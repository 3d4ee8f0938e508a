//! # Task Definition
//!
//! Registered configuration for a task type. Definitions arrive as sparse,
//! loosely-typed JSON ([`TaskDefinitionInput`]) and are turned into a fully
//! populated [`TaskDefinition`] by [`TaskDefinition::validate`], which checks the
//! name and the strategy requirements before applying defaults field by field.

use serde::{Deserialize, Serialize};
use serde_json::Value;
use std::collections::BTreeMap;
use std::fmt;

use crate::constants::{task_definition as defaults, topic_configuration as topic_defaults};
use crate::state_machine::TaskState;
use crate::utils::serde::{
    deserialize_lenient_number, deserialize_lenient_string, deserialize_lenient_unsigned,
    deserialize_unsigned_or_numeric_string,
};
use crate::validation::{is_valid_name, ValidationError};

/// What the workflow layer does when a task fails or times out
#[derive(Debug, Clone, Copy, PartialEq, Eq, Hash, Serialize, Deserialize, Default)]
#[serde(rename_all = "SCREAMING_SNAKE_CASE")]
pub enum FailureStrategy {
    #[default]
    Failed,
    RecoveryWorkflow,
    Retry,
    /// Accepted and stored; no timer behavior is attached to it
    Rewide,
    Ignore,
}

impl fmt::Display for FailureStrategy {
    fn fmt(&self, f: &mut fmt::Formatter<'_>) -> fmt::Result {
        match self {
            Self::Failed => write!(f, "FAILED"),
            Self::RecoveryWorkflow => write!(f, "RECOVERY_WORKFLOW"),
            Self::Retry => write!(f, "RETRY"),
            Self::Rewide => write!(f, "REWIDE"),
            Self::Ignore => write!(f, "IGNORE"),
        }
    }
}

/// Broker topic settings for a task type's work queue
#[derive(Debug, Clone, PartialEq, Serialize, Deserialize)]
pub struct TopicConfiguration {
    #[serde(rename = "cleanup.policy")]
    pub cleanup_policy: String,
    #[serde(rename = "compression.type")]
    pub compression_type: String,
    #[serde(rename = "delete.retention.ms")]
    pub delete_retention_ms: u64,
    #[serde(rename = "file.delete.delay.ms")]
    pub file_delete_delay_ms: u64,
    /// Any other broker topic setting supplied by the caller
    #[serde(flatten)]
    pub extra: BTreeMap<String, Value>,
}

impl Default for TopicConfiguration {
    fn default() -> Self {
        Self {
            cleanup_policy: topic_defaults::CLEANUP_POLICY.to_string(),
            compression_type: topic_defaults::COMPRESSION_TYPE.to_string(),
            delete_retention_ms: topic_defaults::DELETE_RETENTION_MS,
            file_delete_delay_ms: topic_defaults::FILE_DELETE_DELAY_MS,
            extra: BTreeMap::new(),
        }
    }
}

impl TopicConfiguration {
    /// Overlay caller-supplied settings onto `self`; supplied keys win, every other
    /// key keeps its current value.
    pub fn merged(self, overrides: TopicConfigurationOverrides) -> Self {
        let mut extra = self.extra;
        extra.extend(overrides.extra);

        Self {
            cleanup_policy: overrides.cleanup_policy.unwrap_or(self.cleanup_policy),
            compression_type: overrides.compression_type.unwrap_or(self.compression_type),
            delete_retention_ms: overrides
                .delete_retention_ms
                .unwrap_or(self.delete_retention_ms),
            file_delete_delay_ms: overrides
                .file_delete_delay_ms
                .unwrap_or(self.file_delete_delay_ms),
            extra,
        }
    }
}

/// Sparse topic settings as supplied by the caller
#[derive(Debug, Clone, Default, PartialEq, Serialize, Deserialize)]
pub struct TopicConfigurationOverrides {
    #[serde(
        rename = "cleanup.policy",
        default,
        deserialize_with = "deserialize_lenient_string",
        skip_serializing_if = "Option::is_none"
    )]
    pub cleanup_policy: Option<String>,
    #[serde(
        rename = "compression.type",
        default,
        deserialize_with = "deserialize_lenient_string",
        skip_serializing_if = "Option::is_none"
    )]
    pub compression_type: Option<String>,
    #[serde(
        rename = "delete.retention.ms",
        default,
        deserialize_with = "deserialize_unsigned_or_numeric_string",
        skip_serializing_if = "Option::is_none"
    )]
    pub delete_retention_ms: Option<u64>,
    #[serde(
        rename = "file.delete.delay.ms",
        default,
        deserialize_with = "deserialize_unsigned_or_numeric_string",
        skip_serializing_if = "Option::is_none"
    )]
    pub file_delete_delay_ms: Option<u64>,
    #[serde(flatten)]
    pub extra: BTreeMap<String, Value>,
}

#[derive(Debug, Clone, Default, PartialEq, Deserialize)]
#[serde(rename_all = "camelCase")]
pub struct RetryInput {
    #[serde(default, deserialize_with = "deserialize_lenient_number")]
    pub limit: Option<f64>,
    #[serde(default, deserialize_with = "deserialize_lenient_number")]
    pub delay_second: Option<f64>,
}

#[derive(Debug, Clone, Default, PartialEq, Deserialize)]
pub struct RecoveryWorkflowInput {
    #[serde(default, deserialize_with = "deserialize_lenient_string")]
    pub name: Option<String>,
    #[serde(default, deserialize_with = "deserialize_lenient_unsigned")]
    pub rev: Option<u32>,
}

/// Sparse task definition as submitted for registration
#[derive(Debug, Clone, Default, PartialEq, Deserialize)]
#[serde(rename_all = "camelCase", default)]
pub struct TaskDefinitionInput {
    #[serde(deserialize_with = "deserialize_lenient_string")]
    pub name: Option<String>,
    #[serde(deserialize_with = "deserialize_lenient_string")]
    pub description: Option<String>,
    #[serde(deserialize_with = "deserialize_lenient_unsigned")]
    pub partitions_count: Option<u32>,
    #[serde(alias = "topicConfigurations")]
    pub topic_configuration: Option<TopicConfigurationOverrides>,
    #[serde(deserialize_with = "deserialize_lenient_unsigned")]
    pub response_timeout_second: Option<u64>,
    #[serde(deserialize_with = "deserialize_lenient_unsigned")]
    pub timeout_second: Option<u64>,
    pub timeout_strategy: Option<FailureStrategy>,
    pub failure_strategy: Option<FailureStrategy>,
    pub retry: Option<RetryInput>,
    pub recovery_workflow: Option<RecoveryWorkflowInput>,
}

impl TaskDefinitionInput {
    fn uses_strategy(&self, strategy: FailureStrategy) -> bool {
        self.timeout_strategy == Some(strategy) || self.failure_strategy == Some(strategy)
    }

    fn retry_policy(&self) -> Option<RetryPolicy> {
        let retry = self.retry.as_ref()?;
        let limit = retry.limit?;
        Some(RetryPolicy {
            // Retry counts are whole, so 2.5 allows as many retries as 3
            limit: limit.ceil().clamp(0.0, f64::from(u32::MAX)) as u32,
            delay_second: retry.delay_second?,
        })
    }

    fn recovery_workflow(&self) -> Option<RecoveryWorkflow> {
        let recovery = self.recovery_workflow.as_ref()?;
        Some(RecoveryWorkflow {
            name: recovery.name.clone()?,
            rev: recovery.rev?,
        })
    }
}

#[derive(Debug, Clone, Copy, PartialEq, Serialize, Deserialize)]
#[serde(rename_all = "camelCase")]
pub struct RetryPolicy {
    pub limit: u32,
    /// May be fractional
    pub delay_second: f64,
}

impl RetryPolicy {
    /// Delay before the next attempt, rounded to whole milliseconds
    pub fn delay_ms(&self) -> u64 {
        (self.delay_second * 1000.0).round().max(0.0) as u64
    }
}

#[derive(Debug, Clone, PartialEq, Eq, Serialize, Deserialize)]
pub struct RecoveryWorkflow {
    pub name: String,
    pub rev: u32,
}

/// Validated, fully populated task definition. Immutable once registered.
#[derive(Debug, Clone, PartialEq, Serialize, Deserialize)]
#[serde(rename_all = "camelCase")]
pub struct TaskDefinition {
    pub name: String,
    pub description: String,
    pub partitions_count: u32,
    pub topic_configuration: TopicConfiguration,
    pub response_timeout_second: u64,
    pub timeout_second: u64,
    pub timeout_strategy: FailureStrategy,
    pub failure_strategy: FailureStrategy,
    #[serde(skip_serializing_if = "Option::is_none")]
    pub retry: Option<RetryPolicy>,
    #[serde(skip_serializing_if = "Option::is_none")]
    pub recovery_workflow: Option<RecoveryWorkflow>,
}

impl TaskDefinition {
    /// Validate a sparse definition and fill in defaults.
    ///
    /// Checks run in a fixed order: name, recovery-workflow requirements, retry
    /// requirements. The first failing check decides the error.
    pub fn validate(input: TaskDefinitionInput) -> Result<Self, ValidationError> {
        let name = match input.name.as_deref() {
            Some(name) if is_valid_name(name) => name.to_string(),
            other => return Err(ValidationError::invalid_name(other.unwrap_or_default())),
        };

        let recovery_workflow = input.recovery_workflow();
        if input.uses_strategy(FailureStrategy::RecoveryWorkflow) && recovery_workflow.is_none() {
            return Err(ValidationError::MissingRecoveryWorkflowConfig);
        }

        let retry = input.retry_policy();
        if input.uses_strategy(FailureStrategy::Retry) && retry.is_none() {
            return Err(ValidationError::MissingRetryConfig);
        }

        let topic_configuration = TopicConfiguration::default()
            .merged(input.topic_configuration.unwrap_or_default());

        Ok(Self {
            name,
            description: input
                .description
                .unwrap_or_else(|| defaults::DESCRIPTION.to_string()),
            partitions_count: input.partitions_count.unwrap_or(defaults::PARTITIONS_COUNT),
            topic_configuration,
            response_timeout_second: input
                .response_timeout_second
                .unwrap_or(defaults::RESPONSE_TIMEOUT_SECOND),
            timeout_second: input.timeout_second.unwrap_or(defaults::TIMEOUT_SECOND),
            timeout_strategy: input.timeout_strategy.unwrap_or_default(),
            failure_strategy: input.failure_strategy.unwrap_or_default(),
            retry,
            recovery_workflow,
        })
    }

    /// Decode and validate a definition from raw JSON
    pub fn from_json(value: Value) -> Result<Self, ValidationError> {
        let input: TaskDefinitionInput =
            serde_json::from_value(value).map_err(ValidationError::malformed)?;
        Self::validate(input)
    }

    pub fn retry_limit(&self) -> Option<u32> {
        self.retry.map(|r| r.limit)
    }

    pub fn retry_delay_second(&self) -> Option<f64> {
        self.retry.map(|r| r.delay_second)
    }

    pub fn retry_delay_ms(&self) -> Option<u64> {
        self.retry.map(|r| r.delay_ms())
    }

    pub fn recovery_workflow_name(&self) -> Option<&str> {
        self.recovery_workflow.as_ref().map(|r| r.name.as_str())
    }

    pub fn recovery_workflow_rev(&self) -> Option<u32> {
        self.recovery_workflow.as_ref().map(|r| r.rev)
    }

    /// Strategy that applies when a task ends in `status`; `None` for non-error statuses
    pub fn strategy_for(&self, status: TaskState) -> Option<FailureStrategy> {
        match status {
            TaskState::Failed => Some(self.failure_strategy),
            TaskState::TimeOut => Some(self.timeout_strategy),
            TaskState::Scheduled
            | TaskState::Inprogress
            | TaskState::Paused
            | TaskState::Completed => None,
        }
    }
}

+===+

● Problem description
With the string "return" as the key, filter the data above and show the lines that match.

● Worked solution
            other => return Err(ValidationError::invalid_name(other.unwrap_or_default())),
            return Err(ValidationError::MissingRecoveryWorkflowConfig);
            return Err(ValidationError::MissingRetryConfig);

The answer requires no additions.